*** ENTRIES PROVIDED Section Begins ***
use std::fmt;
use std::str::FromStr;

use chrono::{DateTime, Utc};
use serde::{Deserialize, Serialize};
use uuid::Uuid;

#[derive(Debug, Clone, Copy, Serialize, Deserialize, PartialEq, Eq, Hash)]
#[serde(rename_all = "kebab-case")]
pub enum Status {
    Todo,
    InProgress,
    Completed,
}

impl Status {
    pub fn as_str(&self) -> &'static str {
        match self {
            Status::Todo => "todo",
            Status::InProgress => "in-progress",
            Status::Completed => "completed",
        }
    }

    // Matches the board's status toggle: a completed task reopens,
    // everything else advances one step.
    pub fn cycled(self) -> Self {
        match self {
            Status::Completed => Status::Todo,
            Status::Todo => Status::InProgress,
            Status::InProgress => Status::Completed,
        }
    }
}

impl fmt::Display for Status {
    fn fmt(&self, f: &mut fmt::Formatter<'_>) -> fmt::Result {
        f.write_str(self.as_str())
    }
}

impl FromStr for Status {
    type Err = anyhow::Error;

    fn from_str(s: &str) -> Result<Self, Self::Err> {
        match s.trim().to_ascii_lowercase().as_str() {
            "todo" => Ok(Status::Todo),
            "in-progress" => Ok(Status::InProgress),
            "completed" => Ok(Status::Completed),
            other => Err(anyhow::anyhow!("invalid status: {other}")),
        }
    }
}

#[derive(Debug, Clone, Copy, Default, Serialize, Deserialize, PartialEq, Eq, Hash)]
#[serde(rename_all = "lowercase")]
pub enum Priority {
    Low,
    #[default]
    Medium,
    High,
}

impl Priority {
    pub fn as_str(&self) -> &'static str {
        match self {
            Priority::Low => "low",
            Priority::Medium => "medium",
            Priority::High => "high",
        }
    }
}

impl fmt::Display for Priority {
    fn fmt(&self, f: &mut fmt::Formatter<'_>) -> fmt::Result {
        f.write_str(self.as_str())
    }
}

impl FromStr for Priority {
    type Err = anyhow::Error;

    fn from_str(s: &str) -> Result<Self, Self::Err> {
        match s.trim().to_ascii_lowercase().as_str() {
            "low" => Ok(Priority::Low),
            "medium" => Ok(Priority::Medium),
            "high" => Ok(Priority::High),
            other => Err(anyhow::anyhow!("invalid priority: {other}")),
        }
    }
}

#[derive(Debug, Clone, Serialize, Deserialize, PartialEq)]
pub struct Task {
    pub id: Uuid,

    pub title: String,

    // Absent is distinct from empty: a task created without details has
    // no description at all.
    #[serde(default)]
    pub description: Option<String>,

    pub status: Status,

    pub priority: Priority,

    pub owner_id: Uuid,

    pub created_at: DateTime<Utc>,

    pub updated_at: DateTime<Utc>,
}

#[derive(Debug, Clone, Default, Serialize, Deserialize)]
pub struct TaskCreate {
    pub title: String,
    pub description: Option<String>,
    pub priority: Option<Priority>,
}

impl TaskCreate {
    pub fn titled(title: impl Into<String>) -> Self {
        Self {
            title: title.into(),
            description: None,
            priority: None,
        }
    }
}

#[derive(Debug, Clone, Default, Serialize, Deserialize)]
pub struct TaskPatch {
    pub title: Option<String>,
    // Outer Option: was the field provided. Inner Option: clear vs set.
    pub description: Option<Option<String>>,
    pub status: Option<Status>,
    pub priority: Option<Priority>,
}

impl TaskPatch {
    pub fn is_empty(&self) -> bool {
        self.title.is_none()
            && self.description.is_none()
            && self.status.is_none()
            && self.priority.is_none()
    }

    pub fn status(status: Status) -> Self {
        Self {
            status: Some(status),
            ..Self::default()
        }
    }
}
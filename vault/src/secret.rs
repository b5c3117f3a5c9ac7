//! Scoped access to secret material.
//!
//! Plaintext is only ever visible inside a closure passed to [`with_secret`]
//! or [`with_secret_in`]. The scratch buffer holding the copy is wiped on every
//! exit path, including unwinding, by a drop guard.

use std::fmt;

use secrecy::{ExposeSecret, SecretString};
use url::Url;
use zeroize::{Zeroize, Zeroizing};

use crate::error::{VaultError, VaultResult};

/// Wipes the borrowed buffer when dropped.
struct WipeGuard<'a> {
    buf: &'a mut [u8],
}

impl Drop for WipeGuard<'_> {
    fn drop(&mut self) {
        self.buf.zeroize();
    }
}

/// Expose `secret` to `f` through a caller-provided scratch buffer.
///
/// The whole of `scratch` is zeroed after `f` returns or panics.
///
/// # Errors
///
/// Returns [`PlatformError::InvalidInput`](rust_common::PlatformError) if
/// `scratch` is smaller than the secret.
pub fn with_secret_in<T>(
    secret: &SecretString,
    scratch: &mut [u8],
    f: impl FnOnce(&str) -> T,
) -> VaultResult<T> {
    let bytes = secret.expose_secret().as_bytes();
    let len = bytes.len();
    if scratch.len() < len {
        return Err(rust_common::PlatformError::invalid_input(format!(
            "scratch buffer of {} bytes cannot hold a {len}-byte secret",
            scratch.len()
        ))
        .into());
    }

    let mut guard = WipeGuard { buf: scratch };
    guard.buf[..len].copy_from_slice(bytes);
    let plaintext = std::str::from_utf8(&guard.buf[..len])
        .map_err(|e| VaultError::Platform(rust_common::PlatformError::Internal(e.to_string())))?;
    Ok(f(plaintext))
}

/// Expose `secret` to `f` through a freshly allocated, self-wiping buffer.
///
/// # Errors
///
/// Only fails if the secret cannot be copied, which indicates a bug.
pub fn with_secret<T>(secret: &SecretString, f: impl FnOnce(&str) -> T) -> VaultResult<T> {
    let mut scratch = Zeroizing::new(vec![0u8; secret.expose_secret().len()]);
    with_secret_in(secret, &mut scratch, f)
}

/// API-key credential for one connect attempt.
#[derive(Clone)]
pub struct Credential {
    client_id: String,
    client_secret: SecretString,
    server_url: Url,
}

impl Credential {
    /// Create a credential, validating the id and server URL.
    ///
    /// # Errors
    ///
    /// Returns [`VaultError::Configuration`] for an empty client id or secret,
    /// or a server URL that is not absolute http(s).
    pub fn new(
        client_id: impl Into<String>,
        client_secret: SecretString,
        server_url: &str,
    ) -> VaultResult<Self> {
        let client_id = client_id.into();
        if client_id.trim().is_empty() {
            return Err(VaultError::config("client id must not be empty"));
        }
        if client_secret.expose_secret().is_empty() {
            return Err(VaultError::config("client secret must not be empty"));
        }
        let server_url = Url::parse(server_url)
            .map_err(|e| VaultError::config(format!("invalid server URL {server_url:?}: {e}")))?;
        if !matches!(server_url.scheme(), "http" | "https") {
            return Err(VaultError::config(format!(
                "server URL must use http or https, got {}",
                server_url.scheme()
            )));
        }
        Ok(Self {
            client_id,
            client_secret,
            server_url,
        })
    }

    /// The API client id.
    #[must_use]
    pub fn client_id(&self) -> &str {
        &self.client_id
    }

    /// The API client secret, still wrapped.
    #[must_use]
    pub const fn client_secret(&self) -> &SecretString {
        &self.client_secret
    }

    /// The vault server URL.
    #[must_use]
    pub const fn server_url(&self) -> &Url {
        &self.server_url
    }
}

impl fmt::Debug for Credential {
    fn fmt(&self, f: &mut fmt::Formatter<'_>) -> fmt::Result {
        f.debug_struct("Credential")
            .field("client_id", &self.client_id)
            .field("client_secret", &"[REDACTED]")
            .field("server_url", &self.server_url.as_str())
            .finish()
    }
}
*** ENTRIES PROVIDED Section Ends ***
-- WHAT YOU NEED TO DO --
Each line above is to be restated exactly as it stands.

-- SOLVED EXERCISE --
use std::fmt;
use std::str::FromStr;

use chrono::{DateTime, Utc};
use serde::{Deserialize, Serialize};
use uuid::Uuid;

#[derive(Debug, Clone, Copy, Serialize, Deserialize, PartialEq, Eq, Hash)]
#[serde(rename_all = "kebab-case")]
pub enum Status {
    Todo,
    InProgress,
    Completed,
}

impl Status {
    pub fn as_str(&self) -> &'static str {
        match self {
            Status::Todo => "todo",
            Status::InProgress => "in-progress",
            Status::Completed => "completed",
        }
    }

    // Matches the board's status toggle: a completed task reopens,
    // everything else advances one step.
    pub fn cycled(self) -> Self {
        match self {
            Status::Completed => Status::Todo,
            Status::Todo => Status::InProgress,
            Status::InProgress => Status::Completed,
        }
    }
}

impl fmt::Display for Status {
    fn fmt(&self, f: &mut fmt::Formatter<'_>) -> fmt::Result {
        f.write_str(self.as_str())
    }
}

impl FromStr for Status {
    type Err = anyhow::Error;

    fn from_str(s: &str) -> Result<Self, Self::Err> {
        match s.trim().to_ascii_lowercase().as_str() {
            "todo" => Ok(Status::Todo),
            "in-progress" => Ok(Status::InProgress),
            "completed" => Ok(Status::Completed),
            other => Err(anyhow::anyhow!("invalid status: {other}")),
        }
    }
}

#[derive(Debug, Clone, Copy, Default, Serialize, Deserialize, PartialEq, Eq, Hash)]
#[serde(rename_all = "lowercase")]
pub enum Priority {
    Low,
    #[default]
    Medium,
    High,
}

impl Priority {
    pub fn as_str(&self) -> &'static str {
        match self {
            Priority::Low => "low",
            Priority::Medium => "medium",
            Priority::High => "high",
        }
    }
}

impl fmt::Display for Priority {
    fn fmt(&self, f: &mut fmt::Formatter<'_>) -> fmt::Result {
        f.write_str(self.as_str())
    }
}

impl FromStr for Priority {
    type Err = anyhow::Error;

    fn from_str(s: &str) -> Result<Self, Self::Err> {
        match s.trim().to_ascii_lowercase().as_str() {
            "low" => Ok(Priority::Low),
            "medium" => Ok(Priority::Medium),
            "high" => Ok(Priority::High),
            other => Err(anyhow::anyhow!("invalid priority: {other}")),
        }
    }
}

#[derive(Debug, Clone, Serialize, Deserialize, PartialEq)]
pub struct Task {
    pub id: Uuid,

    pub title: String,

    // Absent is distinct from empty: a task created without details has
    // no description at all.
    #[serde(default)]
    pub description: Option<String>,

    pub status: Status,

    pub priority: Priority,

    pub owner_id: Uuid,

    pub created_at: DateTime<Utc>,

    pub updated_at: DateTime<Utc>,
}

#[derive(Debug, Clone, Default, Serialize, Deserialize)]
pub struct TaskCreate {
    pub title: String,
    pub description: Option<String>,
    pub priority: Option<Priority>,
}

impl TaskCreate {
    pub fn titled(title: impl Into<String>) -> Self {
        Self {
            title: title.into(),
            description: None,
            priority: None,
        }
    }
}

#[derive(Debug, Clone, Default, Serialize, Deserialize)]
pub struct TaskPatch {
    pub title: Option<String>,
    // Outer Option: was the field provided. Inner Option: clear vs set.
    pub description: Option<Option<String>>,
    pub status: Option<Status>,
    pub priority: Option<Priority>,
}

impl TaskPatch {
    pub fn is_empty(&self) -> bool {
        self.title.is_none()
            && self.description.is_none()
            && self.status.is_none()
            && self.priority.is_none()
    }

    pub fn status(status: Status) -> Self {
        Self {
            status: Some(status),
            ..Self::default()
        }
    }
}
filename vault/src/secret.rs
repository b5c3117f3a5c9ac7
//! Scoped access to secret material.
//!
//! Plaintext is only ever visible inside a closure passed to [`with_secret`]
//! or [`with_secret_in`]. The scratch buffer holding the copy is wiped on every
//! exit path, including unwinding, by a drop guard.

use std::fmt;

use secrecy::{ExposeSecret, SecretString};
use url::Url;
use zeroize::{Zeroize, Zeroizing};

use crate::error::{VaultError, VaultResult};

/// Wipes the borrowed buffer when dropped.
struct WipeGuard<'a> {
    buf: &'a mut [u8],
}

impl Drop for WipeGuard<'_> {
    fn drop(&mut self) {
        self.buf.zeroize();
    }
}

/// Expose `secret` to `f` through a caller-provided scratch buffer.
///
/// The whole of `scratch` is zeroed after `f` returns or panics.
///
/// # Errors
///
/// Returns [`PlatformError::InvalidInput`](rust_common::PlatformError) if
/// `scratch` is smaller than the secret.
pub fn with_secret_in<T>(
    secret: &SecretString,
    scratch: &mut [u8],
    f: impl FnOnce(&str) -> T,
) -> VaultResult<T> {
    let bytes = secret.expose_secret().as_bytes();
    let len = bytes.len();
    if scratch.len() < len {
        return Err(rust_common::PlatformError::invalid_input(format!(
            "scratch buffer of {} bytes cannot hold a {len}-byte secret",
            scratch.len()
        ))
        .into());
    }

    let mut guard = WipeGuard { buf: scratch };
    guard.buf[..len].copy_from_slice(bytes);
    let plaintext = std::str::from_utf8(&guard.buf[..len])
        .map_err(|e| VaultError::Platform(rust_common::PlatformError::Internal(e.to_string())))?;
    Ok(f(plaintext))
}

/// Expose `secret` to `f` through a freshly allocated, self-wiping buffer.
///
/// # Errors
///
/// Only fails if the secret cannot be copied, which indicates a bug.
pub fn with_secret<T>(secret: &SecretString, f: impl FnOnce(&str) -> T) -> VaultResult<T> {
    let mut scratch = Zeroizing::new(vec![0u8; secret.expose_secret().len()]);
    with_secret_in(secret, &mut scratch, f)
}

/// API-key credential for one connect attempt.
#[derive(Clone)]
pub struct Credential {
    client_id: String,
    client_secret: SecretString,
    server_url: Url,
}

impl Credential {
    /// Create a credential, validating the id and server URL.
    ///
    /// # Errors
    ///
    /// Returns [`VaultError::Configuration`] for an empty client id or secret,
    /// or a server URL that is not absolute http(s).
    pub fn new(
        client_id: impl Into<String>,
        client_secret: SecretString,
        server_url: &str,
    ) -> VaultResult<Self> {
        let client_id = client_id.into();
        if client_id.trim().is_empty() {
            return Err(VaultError::config("client id must not be empty"));
        }
        if client_secret.expose_secret().is_empty() {
            return Err(VaultError::config("client secret must not be empty"));
        }
        let server_url = Url::parse(server_url)
            .map_err(|e| VaultError::config(format!("invalid server URL {server_url:?}: {e}")))?;
        if !matches!(server_url.scheme(), "http" | "https") {
            return Err(VaultError::config(format!(
                "server URL must use http or https, got {}",
                server_url.scheme()
            )));
        }
        Ok(Self {
            client_id,
            client_secret,
            server_url,
        })
    }

    /// The API client id.
    #[must_use]
    pub fn client_id(&self) -> &str {
        &self.client_id
    }

    /// The API client secret, still wrapped.
    #[must_use]
    pub const fn client_secret(&self) -> &SecretString {
        &self.client_secret
    }

    /// The vault server URL.
    #[must_use]
    pub const fn server_url(&self) -> &Url {
        &self.server_url
    }
}

impl fmt::Debug for Credential {
    fn fmt(&self, f: &mut fmt::Formatter<'_>) -> fmt::Result {
        f.debug_struct("Credential")
            .field("client_id", &self.client_id)
            .field("client_secret", &"[REDACTED]")
            .field("server_url", &self.server_url.as_str())
            .finish()
    }
}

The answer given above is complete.